Dataset records
//! Lightweight host document tree.
//!
//! The binding runtime only needs a small node surface: get/set text
//! content, get/set raw markup, get/set/remove attributes, a value field for
//! form controls, event listeners with synthetic dispatch, and reparenting
//! of children. This module provides exactly that surface over shared
//! handles, so the compiler can detach, process, and reattach nodes without
//! cloning them - node identity is preserved throughout.
//!
//! # Example
//!
//! ```ignore
//! use vinebind::Node;
//!
//! let root = Node::element("div");
//! let label = Node::element("span");
//! label.set_attribute("v-text", "msg");
//! root.append_child(label);
//!
//! let input = Node::element("input");
//! input.set_attribute("v-model", "msg");
//! root.append_child(input);
//! ```

use std::cell::RefCell;
use std::collections::HashMap;
use std::rc::Rc;

use indexmap::IndexMap;

use crate::error::BindError;

// =============================================================================
// Events
// =============================================================================

/// A synthetic event delivered to listeners on a node.
#[derive(Clone, Debug)]
pub struct Event {
    /// Event name, e.g. `"input"` or `"click"`.
    pub name: String,
    /// The control's value at dispatch time (empty for non-control events).
    pub value: String,
}

/// Listener attached via [`Node::add_event_listener`]. Errors propagate to
/// whoever dispatched the event.
pub type EventHandler = Rc<dyn Fn(&Event) -> Result<(), BindError>>;

// =============================================================================
// Nodes
// =============================================================================

/// What kind of node this is.
#[derive(Clone, Debug, PartialEq, Eq)]
pub enum NodeKind {
    Element { tag: String },
    Text,
}

struct NodeData {
    kind: NodeKind,
    attributes: RefCell<IndexMap<String, String>>,
    text: RefCell<String>,
    // Raw markup override set by v-html; replaces the children wholesale.
    markup: RefCell<String>,
    value: RefCell<String>,
    children: RefCell<Vec<Node>>,
    listeners: RefCell<HashMap<String, Vec<EventHandler>>>,
}

/// Shared handle to one document node. Cloning clones the handle.
#[derive(Clone)]
pub struct Node {
    data: Rc<NodeData>,
}

impl Node {
    /// Create an element node.
    pub fn element(tag: &str) -> Self {
        Self::new(NodeKind::Element {
            tag: tag.to_string(),
        })
    }

    /// Create a text node with the given content.
    pub fn text(content: &str) -> Self {
        let node = Self::new(NodeKind::Text);
        *node.data.text.borrow_mut() = content.to_string();
        node
    }

    fn new(kind: NodeKind) -> Self {
        Self {
            data: Rc::new(NodeData {
                kind,
                attributes: RefCell::new(IndexMap::new()),
                text: RefCell::new(String::new()),
                markup: RefCell::new(String::new()),
                value: RefCell::new(String::new()),
                children: RefCell::new(Vec::new()),
                listeners: RefCell::new(HashMap::new()),
            }),
        }
    }

    pub fn kind(&self) -> NodeKind {
        self.data.kind.clone()
    }

    pub fn is_element(&self) -> bool {
        matches!(self.data.kind, NodeKind::Element { .. })
    }

    /// Node identity: do both handles point at the same node?
    pub fn ptr_eq(a: &Node, b: &Node) -> bool {
        Rc::ptr_eq(&a.data, &b.data)
    }

    // -------------------------------------------------------------------------
    // Text and markup
    // -------------------------------------------------------------------------

    pub fn text_content(&self) -> String {
        self.data.text.borrow().clone()
    }

    /// Replace the node's full text content. On elements this also clears
    /// any children, like assigning `textContent` does.
    pub fn set_text_content(&self, content: &str) {
        *self.data.text.borrow_mut() = content.to_string();
        if self.is_element() {
            self.data.children.borrow_mut().clear();
        }
    }

    pub fn inner_markup(&self) -> String {
        self.data.markup.borrow().clone()
    }

    /// Replace the node's raw markup content wholesale, dropping children.
    pub fn set_inner_markup(&self, markup: &str) {
        *self.data.markup.borrow_mut() = markup.to_string();
        self.data.children.borrow_mut().clear();
    }

    // -------------------------------------------------------------------------
    // Attributes
    // -------------------------------------------------------------------------

    pub fn attribute(&self, name: &str) -> Option<String> {
        self.data.attributes.borrow().get(name).cloned()
    }

    pub fn set_attribute(&self, name: &str, value: &str) {
        self.data
            .attributes
            .borrow_mut()
            .insert(name.to_string(), value.to_string());
    }

    pub fn remove_attribute(&self, name: &str) {
        self.data.attributes.borrow_mut().shift_remove(name);
    }

    /// Snapshot of all attributes in document order.
    pub fn attributes(&self) -> Vec<(String, String)> {
        self.data
            .attributes
            .borrow()
            .iter()
            .map(|(k, v)| (k.clone(), v.clone()))
            .collect()
    }

    // -------------------------------------------------------------------------
    // Control value
    // -------------------------------------------------------------------------

    /// The form-control value field (what an input displays).
    pub fn value(&self) -> String {
        self.data.value.borrow().clone()
    }

    /// Assign the control value. Does NOT fire the input event; only user
    /// edits (simulated via [`Node::simulate_input`]) do.
    pub fn set_value(&self, value: &str) {
        *self.data.value.borrow_mut() = value.to_string();
    }

    // -------------------------------------------------------------------------
    // Events
    // -------------------------------------------------------------------------

    pub fn add_event_listener<F>(&self, event: &str, handler: F)
    where
        F: Fn(&Event) -> Result<(), BindError> + 'static,
    {
        self.data
            .listeners
            .borrow_mut()
            .entry(event.to_string())
            .or_default()
            .push(Rc::new(handler));
    }

    /// Dispatch a synthetic event to this node's listeners, in registration
    /// order. The first failing listener aborts the rest.
    pub fn dispatch_event(&self, name: &str) -> Result<(), BindError> {
        let event = Event {
            name: name.to_string(),
            value: self.value(),
        };
        let handlers: Vec<EventHandler> = self
            .data
            .listeners
            .borrow()
            .get(name)
            .cloned()
            .unwrap_or_default();
        for handler in handlers {
            handler(&event)?;
        }
        Ok(())
    }

    /// Simulate a user edit on a control: set the value, then fire `input`.
    pub fn simulate_input(&self, text: &str) -> Result<(), BindError> {
        self.set_value(text);
        self.dispatch_event("input")
    }

    // -------------------------------------------------------------------------
    // Children
    // -------------------------------------------------------------------------

    pub fn append_child(&self, child: Node) {
        self.data.children.borrow_mut().push(child);
    }

    /// Detach all children, returning them in document order. Used by the
    /// compiler's staging step; the handles keep their identity.
    pub fn take_children(&self) -> Vec<Node> {
        std::mem::take(&mut *self.data.children.borrow_mut())
    }

    /// Snapshot of the current children.
    pub fn children(&self) -> Vec<Node> {
        self.data.children.borrow().clone()
    }

    pub fn child_count(&self) -> usize {
        self.data.children.borrow().len()
    }
}

impl std::fmt::Debug for Node {
    fn fmt(&self, f: &mut std::fmt::Formatter<'_>) -> std::fmt::Result {
        match &self.data.kind {
            NodeKind::Element { tag } => f
                .debug_struct("Element")
                .field("tag", tag)
                .field("attributes", &*self.data.attributes.borrow())
                .field("children", &self.data.children.borrow().len())
                .finish(),
            NodeKind::Text => f
                .debug_struct("Text")
                .field("content", &*self.data.text.borrow())
                .finish(),
        }
    }
}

Your instructions
Write out, exactly and with nothing else, the lines of the listing above from its first line through the line with "reattach nodes without".

Task result
//! Lightweight host document tree.
//!
//! The binding runtime only needs a small node surface: get/set text
//! content, get/set raw markup, get/set/remove attributes, a value field for
//! form controls, event listeners with synthetic dispatch, and reparenting
//! of children. This module provides exactly that surface over shared
//! handles, so the compiler can detach, process, and reattach nodes without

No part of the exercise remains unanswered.